4 OCTOBER 1930, Page 18

[To the Editor of the SPECTATOR.] Sin,—Writing to the Manchester

Guardian, Professor Gilbert Slater suggests that if the right of India to secede is recognized and an Indian appointed the next Viceroy, there will be no more grounds for complaint that the administration is still alien and British. But one must not forget that the spirit of the administration is more important than its personnel. Rightly or wrongly, we think that Lord Irwin is the most sincere and the most fair-minded Viceroy that India has had since Lord Ripon. But has he been able to meet any of our principal grievances ? Are not opium and liquors still sold in India against the demand of a united country ? Take another instance. In 1911 the Government turned down Gokhales most modest Primary Education Bill on the ostensible ground of "no funds," although the elected Indian members had offered solidly to support a Primary Education tax. Naturally everybody thought the reasons were political. Funds were, of course, forthcoming for the enhanced salaries and allowances recommended by the Lee Commission.

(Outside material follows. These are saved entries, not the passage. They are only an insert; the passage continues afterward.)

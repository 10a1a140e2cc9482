//! Cache Entry Module
//!
//! Defines stored entries and the detached records handed to hooks.

use crate::cache::Priority;

// == Cache Entry ==
/// A single stored value with its declared size and access count.
#[derive(Debug, Clone)]
pub struct CacheEntry<T> {
    value: T,
    size: usize,
    count: u64,
    /// Insertion sequence, used to break priority ties and order iteration
    seq: u64,
}

impl<T> CacheEntry<T> {
    // == Constructor ==
    /// Creates a fresh entry. Access count starts at zero.
    pub(crate) fn new(value: T, size: usize, seq: u64) -> Self {
        Self {
            value,
            size,
            count: 0,
            seq,
        }
    }

    /// Returns the stored value.
    pub fn value(&self) -> &T {
        &self.value
    }

    /// Returns the caller-declared size.
    pub fn size(&self) -> usize {
        self.size
    }

    /// Returns the number of successful reads.
    pub fn count(&self) -> u64 {
        self.count
    }

    pub(crate) fn seq(&self) -> u64 {
        self.seq
    }

    /// Returns the `(count, size)` eviction priority.
    pub fn priority(&self) -> Priority {
        Priority::new(self.count, self.size)
    }

    // == Record Access ==
    pub(crate) fn record_access(&mut self) {
        self.count += 1;
    }

    // == Replace ==
    /// Swaps in a new value and size, keeping the access count.
    pub(crate) fn replace(&mut self, value: T, size: usize) {
        self.value = value;
        self.size = size;
    }

    /// Detaches the entry into a snapshot for removal hooks.
    pub(crate) fn into_unit(self) -> EntryUnit<T> {
        EntryUnit {
            value: self.value,
            size: self.size,
            count: self.count,
        }
    }
}

impl<T: Clone> CacheEntry<T> {
    /// Copies the entry into a draft for read hooks.
    pub(crate) fn to_unit(&self) -> EntryUnit<T> {
        EntryUnit {
            value: self.value.clone(),
            size: self.size,
            count: self.count,
        }
    }
}

// == Entry Unit ==
/// Detached `{value, size, count}` record passed to hooks.
///
/// Hooks own this record outright; nothing they do to it reaches the
/// stored entry unless a hook's return value says so.
#[derive(Debug, Clone, PartialEq, Eq)]
pub struct EntryUnit<T> {
    pub value: T,
    pub size: usize,
    pub count: u64,
}

impl<T> EntryUnit<T> {
    /// Drops the advisory count, keeping what `set` will store.
    pub fn into_staged(self) -> Staged<T> {
        Staged {
            value: self.value,
            size: self.size,
        }
    }
}

// == Staged ==
/// The value and size an `on_set` hook hands back for storage.
#[derive(Debug, Clone, PartialEq, Eq)]
pub struct Staged<T> {
    pub value: T,
    pub size: usize,
}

The growing discontent in India is not due to any differ- ences of opinion between the Government and the governed on matters of administration. It is chiefly due to the fact that the people have come to believe that the true reasons for such differences are other than those officially given by the Govern- ment. You cannot possibly inspire either confidence or respect (for which latter Mr. Churchill is so anxious) unless you can convince those whose trustees you claim to be that you are straightforward. It is this inherent weakness in the system itself, which makes such things possible, and not the Nationalists, that is undermining the moral foundations of British rule in India. For the sake of both countries a wholesale change in the system is necessary, and this is Impossible without what Gandhi calls "a change of heart."